= 1993 Nike Tour graduates =

This is a list of players who graduated from the Nike Tour in 1993. The top ten players on the Nike Tour's money list in 1993 earned their PGA Tour card for 1994.

|  | 1993 Nike Tour |  | 1994 PGA Tour |  |  |  |  |  |
| Player | Money list rank | Earnings ($) | Starts | Cuts made | Best finish | Money list rank | Earnings ($) |
| USA Sean Murphy | 1 | 166,293 | 31 | 14 | T8 | 156 | 97,597 |
| USA Doug Martin | 2 | 147,003 | 33 | 8 | T9 | 168 | 81,201 |
| USA Stan Utley | 3 | 144,127 | 29 | 9 | T8 | 179 | 63,345 |
| USA Bob May* | 4 | 132,656 | 31 | 7 | T18 | 209 | 31,079 |
| USA John Morse* | 5 | 122,627 | 26 | 12 | T6 | 122 | 146,137 |
| USA Tommy Moore | 6 | 102,004 | 20 | 4 | T37 | 246 | 12,601 |
| USA Olin Browne | 7 | 100,754 | 31 | 15 | 6 | 154 | 101,580 |
| USA Larry Silveira | 8 | 93,098 | 28 | 12 | T8 | 155 | 99,671 |
| USA Chris DiMarco* | 9 | 90,687 | 29 | 16 | T3 | 85 | 216,839 |
| USA Curt Byrum | 10 | 88,757 | 28 | 13 | T5 | 128 | 137,587 |

- PGA Tour rookie for 1994.

T = Tied

Green background indicates the player retained his PGA Tour card for 1995 (finished inside the top 125).
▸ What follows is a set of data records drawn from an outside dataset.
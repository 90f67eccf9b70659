pub mod history;
pub mod output;

use std::{path::PathBuf, time::Duration};

use anyhow::{anyhow, Result};
use chrono::{Local, TimeZone};
use clap::{Parser, Subcommand};
use history::{process_history_command, HistoryCommand};
use output::render_week;
use tracing::level_filters::LevelFilter;

use crate::{
    session::{run_session, SessionConfig},
    store::{json_store::JsonFileStore, StateStore},
    tracker::{state::default_activity_names, Tracker},
    utils::{
        clock::SystemClock, dir::create_application_default_path, logging::enable_logging,
        runtime::single_thread_runtime,
    },
};

#[derive(Parser, Debug)]
#[command(name = "every-second", version, long_about = None)]
#[command(about = "Accounts for every second of the week across your activities", long_about = None)]
struct Args {
    #[command(subcommand)]
    commands: Commands,
    #[arg(
        long,
        global = true,
        help = "Application directory. By default tries to save into $XDG_STATE_HOME or $HOME/.local/state"
    )]
    dir: Option<PathBuf>,
    #[arg(long, global = true, help = "Enable verbose logging to the console")]
    log: bool,
}

#[derive(Subcommand, Debug)]
#[command(version, about, long_about = None)]
enum Commands {
    #[command(about = "Run an interactive session that keeps accounting until Ctrl-C or quit")]
    Serve {
        #[arg(long, default_value_t = 100, help = "Milliseconds between two ticks")]
        tick_ms: u64,
        #[arg(long, default_value_t = 1, help = "Seconds between two periodic saves")]
        save_every_s: u64,
    },
    #[command(about = "Show the time accounted this week")]
    Status,
    #[command(about = "Start tracking an activity, by number or name")]
    Start { activity: String },
    #[command(about = "Stop the current activity, time goes to Other")]
    Other,
    #[command(about = "Rename an activity. Archived weeks keep the old name")]
    Rename { activity: String, name: String },
    #[command(about = "Show completed weeks")]
    History {
        #[command(flatten)]
        command: HistoryCommand,
    },
}

pub fn run_cli() -> Result<()> {
    let args = Args::parse();
    let dir = args.dir.map_or_else(create_application_default_path, Ok)?;

    let logging_level = if args.log {
        Some(LevelFilter::TRACE)
    } else {
        None
    };
    enable_logging(&dir.join("logs"), logging_level, args.log)?;

    match args.commands {
        Commands::Serve {
            tick_ms,
            save_every_s,
        } => {
            if tick_ms == 0 {
                return Err(anyhow!("--tick-ms has to be positive"));
            }
            let config = SessionConfig {
                tick_interval: Duration::from_millis(tick_ms),
                save_interval: Duration::from_secs(save_every_s),
            };
            single_thread_runtime()?.block_on(run_session(&dir, config))
        }
        Commands::Status => with_tracker(&dir, |_| Ok(())),
        Commands::Start { activity } => with_tracker(&dir, |tracker| {
            let index = tracker
                .state()
                .find_activity(&activity)
                .ok_or_else(|| anyhow!("No activity matches {activity:?}"))?;
            tracker.select_activity(index)
        }),
        Commands::Other => with_tracker(&dir, |tracker| tracker.select_other()),
        Commands::Rename { activity, name } => with_tracker(&dir, |tracker| {
            let index = tracker
                .state()
                .find_activity(&activity)
                .ok_or_else(|| anyhow!("No activity matches {activity:?}"))?;
            tracker.rename(index, &name)
        }),
        Commands::History { command } => process_history_command(&dir, command),
    }
}

type CliTracker = Tracker<JsonFileStore, Local>;

/// Runs one command against the stored state: restore, tick, apply, save, then print the week.
fn with_tracker(
    dir: &std::path::Path,
    apply: impl FnOnce(&mut CliTracker) -> Result<()>,
) -> Result<()> {
    let store = JsonFileStore::open_in(dir)?;
    let mut tracker = Tracker::open(
        store,
        Box::new(SystemClock),
        Local,
        &default_activity_names(),
    );
    let result = run_one_shot(&mut tracker, apply);
    print!("{}", render_week(tracker.state(), &tracker.now()));
    result
}

/// A failed save doesn't stop the command from being applied. The first error is returned once
/// everything ran.
fn run_one_shot<S: StateStore, Tz: TimeZone>(
    tracker: &mut Tracker<S, Tz>,
    apply: impl FnOnce(&mut Tracker<S, Tz>) -> Result<()>,
) -> Result<()> {
    let ticked = tracker.tick();
    if let Ok(Some(archived)) = &ticked {
        println!("Week {} is over and archived", archived.week);
    }
    let applied = apply(tracker);
    let persisted = tracker.persist();
    applied.and(ticked).and(persisted)
}

#[cfg(test)]
mod tests {
    use anyhow::anyhow;
    use async_trait::async_trait;
    use chrono::{DateTime, Duration, Utc};
    use tokio::time::Instant;

    use crate::{
        store::{schema::write_state, MemoryStore, MockStateStore, StateStore},
        tracker::{
            state::{default_activity_names, AccountingState},
            Tracker,
        },
        utils::{clock::Clock, time::WeekId},
    };

    use super::run_one_shot;

    struct FixedClock(DateTime<Utc>);

    #[async_trait]
    impl Clock for FixedClock {
        fn now(&self) -> DateTime<Utc> {
            self.0
        }

        fn instant(&self) -> Instant {
            Instant::now()
        }

        async fn sleep_until(&self, instant: Instant) {
            tokio::time::sleep_until(instant).await;
        }
    }

    #[test]
    fn test_one_shot_start_survives_failed_rollover_save() {
        let stored_week = WeekId::new(2024, 9).unwrap();
        let mut seeded = MemoryStore::new();
        let mut state = AccountingState::default();
        state.week = Some(stored_week);
        write_state(&mut seeded, &state, stored_week.start(&Utc) + Duration::hours(1)).unwrap();

        let mut failing = MockStateStore::new();
        failing
            .expect_get()
            .returning(move |key| seeded.get(key));
        failing.expect_set().returning(|_, _| Ok(()));
        failing
            .expect_flush()
            .returning(|| Err(anyhow!("read-only file system")));

        let now = WeekId::new(2024, 10).unwrap().start(&Utc) + Duration::hours(2);
        let mut tracker = Tracker::open(
            failing,
            Box::new(FixedClock(now)),
            Utc,
            &default_activity_names(),
        );

        let result = run_one_shot(&mut tracker, |tracker| tracker.select_activity(3));
        assert!(result.is_err());
        assert_eq!(tracker.state().active, Some(3));
        assert_eq!(tracker.state().week, WeekId::new(2024, 10));
    }
}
Yellow background indicates player did not retain his PGA Tour card for 1995, but retained conditional status (finished between 126–150).

Red background indicates the player did not retain his PGA Tour card for 1995 (finished outside the top 150).